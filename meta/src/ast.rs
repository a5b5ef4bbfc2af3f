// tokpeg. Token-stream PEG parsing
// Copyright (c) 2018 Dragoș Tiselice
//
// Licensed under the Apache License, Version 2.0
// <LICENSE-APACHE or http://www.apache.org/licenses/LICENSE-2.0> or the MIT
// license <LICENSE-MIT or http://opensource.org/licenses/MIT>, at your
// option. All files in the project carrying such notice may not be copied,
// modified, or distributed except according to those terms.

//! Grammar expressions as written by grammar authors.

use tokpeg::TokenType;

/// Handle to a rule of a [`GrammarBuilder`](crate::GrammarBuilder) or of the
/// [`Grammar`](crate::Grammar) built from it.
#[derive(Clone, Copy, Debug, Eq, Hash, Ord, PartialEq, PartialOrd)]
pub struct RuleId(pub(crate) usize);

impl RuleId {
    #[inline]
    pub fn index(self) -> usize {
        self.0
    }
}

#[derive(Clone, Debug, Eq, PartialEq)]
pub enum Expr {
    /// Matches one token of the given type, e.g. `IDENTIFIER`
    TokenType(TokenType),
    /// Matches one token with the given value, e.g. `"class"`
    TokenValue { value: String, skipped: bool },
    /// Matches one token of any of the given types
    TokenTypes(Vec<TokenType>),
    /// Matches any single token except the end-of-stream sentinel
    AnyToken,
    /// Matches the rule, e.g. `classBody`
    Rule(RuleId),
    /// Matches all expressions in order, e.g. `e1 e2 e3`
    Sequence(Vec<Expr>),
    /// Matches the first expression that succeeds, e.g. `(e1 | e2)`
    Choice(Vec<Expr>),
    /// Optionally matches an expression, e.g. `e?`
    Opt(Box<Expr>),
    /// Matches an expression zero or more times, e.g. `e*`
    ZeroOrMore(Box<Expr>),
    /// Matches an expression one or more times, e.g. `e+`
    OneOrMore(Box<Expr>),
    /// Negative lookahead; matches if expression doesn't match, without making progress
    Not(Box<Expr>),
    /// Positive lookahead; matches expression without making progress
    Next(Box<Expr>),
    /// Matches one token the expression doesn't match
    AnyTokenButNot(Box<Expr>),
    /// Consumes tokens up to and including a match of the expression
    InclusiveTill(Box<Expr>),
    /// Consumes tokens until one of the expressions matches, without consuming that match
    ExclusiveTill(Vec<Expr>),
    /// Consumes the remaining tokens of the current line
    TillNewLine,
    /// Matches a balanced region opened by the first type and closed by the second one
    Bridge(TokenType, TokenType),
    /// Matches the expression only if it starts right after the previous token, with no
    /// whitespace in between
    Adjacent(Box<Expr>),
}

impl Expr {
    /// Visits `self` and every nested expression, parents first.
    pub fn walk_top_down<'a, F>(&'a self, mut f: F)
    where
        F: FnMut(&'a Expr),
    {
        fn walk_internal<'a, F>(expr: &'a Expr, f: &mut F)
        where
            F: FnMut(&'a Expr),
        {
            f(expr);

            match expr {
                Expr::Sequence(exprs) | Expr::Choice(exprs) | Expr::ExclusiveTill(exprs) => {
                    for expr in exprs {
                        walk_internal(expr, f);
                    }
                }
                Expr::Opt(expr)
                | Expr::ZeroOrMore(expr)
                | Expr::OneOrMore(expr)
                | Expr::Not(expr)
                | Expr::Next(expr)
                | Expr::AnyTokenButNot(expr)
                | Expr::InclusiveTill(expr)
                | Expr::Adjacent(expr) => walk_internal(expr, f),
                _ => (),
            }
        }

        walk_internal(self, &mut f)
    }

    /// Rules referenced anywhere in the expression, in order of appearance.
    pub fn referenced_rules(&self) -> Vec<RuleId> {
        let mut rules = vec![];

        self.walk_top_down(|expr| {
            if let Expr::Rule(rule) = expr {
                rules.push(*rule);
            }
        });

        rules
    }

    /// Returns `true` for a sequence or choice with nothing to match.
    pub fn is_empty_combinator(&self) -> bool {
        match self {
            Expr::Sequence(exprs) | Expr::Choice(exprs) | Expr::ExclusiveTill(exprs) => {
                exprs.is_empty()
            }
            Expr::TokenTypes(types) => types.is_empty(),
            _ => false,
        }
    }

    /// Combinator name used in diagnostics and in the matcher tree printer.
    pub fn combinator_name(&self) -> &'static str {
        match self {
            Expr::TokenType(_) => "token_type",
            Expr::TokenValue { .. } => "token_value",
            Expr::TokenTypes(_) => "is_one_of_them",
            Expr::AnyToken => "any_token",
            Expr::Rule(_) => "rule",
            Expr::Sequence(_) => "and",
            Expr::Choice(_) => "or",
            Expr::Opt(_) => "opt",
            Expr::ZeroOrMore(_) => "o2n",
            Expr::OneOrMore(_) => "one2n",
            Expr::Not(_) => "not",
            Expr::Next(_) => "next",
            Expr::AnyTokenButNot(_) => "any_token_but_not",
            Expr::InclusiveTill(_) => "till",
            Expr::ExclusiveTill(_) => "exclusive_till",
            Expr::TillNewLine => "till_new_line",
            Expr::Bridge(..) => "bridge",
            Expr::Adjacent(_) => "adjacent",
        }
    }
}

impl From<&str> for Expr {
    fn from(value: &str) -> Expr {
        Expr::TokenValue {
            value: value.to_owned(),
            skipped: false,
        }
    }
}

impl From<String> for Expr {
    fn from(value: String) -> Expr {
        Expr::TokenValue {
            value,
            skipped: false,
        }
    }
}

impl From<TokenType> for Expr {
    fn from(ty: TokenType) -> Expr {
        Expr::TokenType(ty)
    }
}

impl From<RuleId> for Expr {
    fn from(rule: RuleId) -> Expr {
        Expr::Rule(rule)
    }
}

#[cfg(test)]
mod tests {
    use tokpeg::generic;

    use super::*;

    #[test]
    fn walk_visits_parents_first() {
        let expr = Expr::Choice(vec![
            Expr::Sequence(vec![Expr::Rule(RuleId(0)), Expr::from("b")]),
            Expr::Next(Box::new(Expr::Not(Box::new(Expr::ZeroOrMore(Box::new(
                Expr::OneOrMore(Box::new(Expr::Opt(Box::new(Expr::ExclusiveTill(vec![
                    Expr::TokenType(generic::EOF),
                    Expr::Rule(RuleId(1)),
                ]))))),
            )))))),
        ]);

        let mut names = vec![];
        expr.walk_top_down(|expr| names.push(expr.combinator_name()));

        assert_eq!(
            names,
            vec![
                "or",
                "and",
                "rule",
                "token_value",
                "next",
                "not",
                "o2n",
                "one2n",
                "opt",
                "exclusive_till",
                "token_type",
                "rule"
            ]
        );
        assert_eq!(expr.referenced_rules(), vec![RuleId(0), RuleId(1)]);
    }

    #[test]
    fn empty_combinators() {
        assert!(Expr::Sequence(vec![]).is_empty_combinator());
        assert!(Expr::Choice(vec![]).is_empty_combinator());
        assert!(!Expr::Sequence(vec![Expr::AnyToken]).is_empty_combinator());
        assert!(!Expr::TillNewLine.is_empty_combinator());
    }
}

------------

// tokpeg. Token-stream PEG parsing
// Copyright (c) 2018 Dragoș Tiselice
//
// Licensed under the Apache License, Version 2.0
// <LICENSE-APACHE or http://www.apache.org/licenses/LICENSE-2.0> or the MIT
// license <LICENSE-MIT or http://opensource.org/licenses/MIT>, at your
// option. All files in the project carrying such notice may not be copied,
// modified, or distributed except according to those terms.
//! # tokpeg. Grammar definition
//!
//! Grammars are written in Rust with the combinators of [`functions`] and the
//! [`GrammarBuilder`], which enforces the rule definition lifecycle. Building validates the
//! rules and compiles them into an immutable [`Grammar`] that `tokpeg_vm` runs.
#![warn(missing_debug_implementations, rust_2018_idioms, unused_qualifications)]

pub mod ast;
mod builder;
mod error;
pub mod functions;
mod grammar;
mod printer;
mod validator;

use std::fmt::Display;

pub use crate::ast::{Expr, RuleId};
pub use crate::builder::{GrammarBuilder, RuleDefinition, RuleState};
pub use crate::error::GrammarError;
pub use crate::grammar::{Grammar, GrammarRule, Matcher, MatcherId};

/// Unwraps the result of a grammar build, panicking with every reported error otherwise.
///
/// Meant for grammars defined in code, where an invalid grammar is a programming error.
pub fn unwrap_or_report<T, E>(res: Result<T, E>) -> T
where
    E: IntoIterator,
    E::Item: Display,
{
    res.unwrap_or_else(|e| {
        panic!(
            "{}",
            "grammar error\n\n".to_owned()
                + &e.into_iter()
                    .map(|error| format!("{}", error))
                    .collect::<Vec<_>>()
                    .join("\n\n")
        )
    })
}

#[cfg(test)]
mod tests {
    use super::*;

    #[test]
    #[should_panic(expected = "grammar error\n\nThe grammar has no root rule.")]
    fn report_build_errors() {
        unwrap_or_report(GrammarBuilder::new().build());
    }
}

------------

## What you should do
From the records above, return each line where "functions" occurs.

## Written reply
//! Grammars are written in Rust with the combinators of [`functions`] and the
pub mod functions;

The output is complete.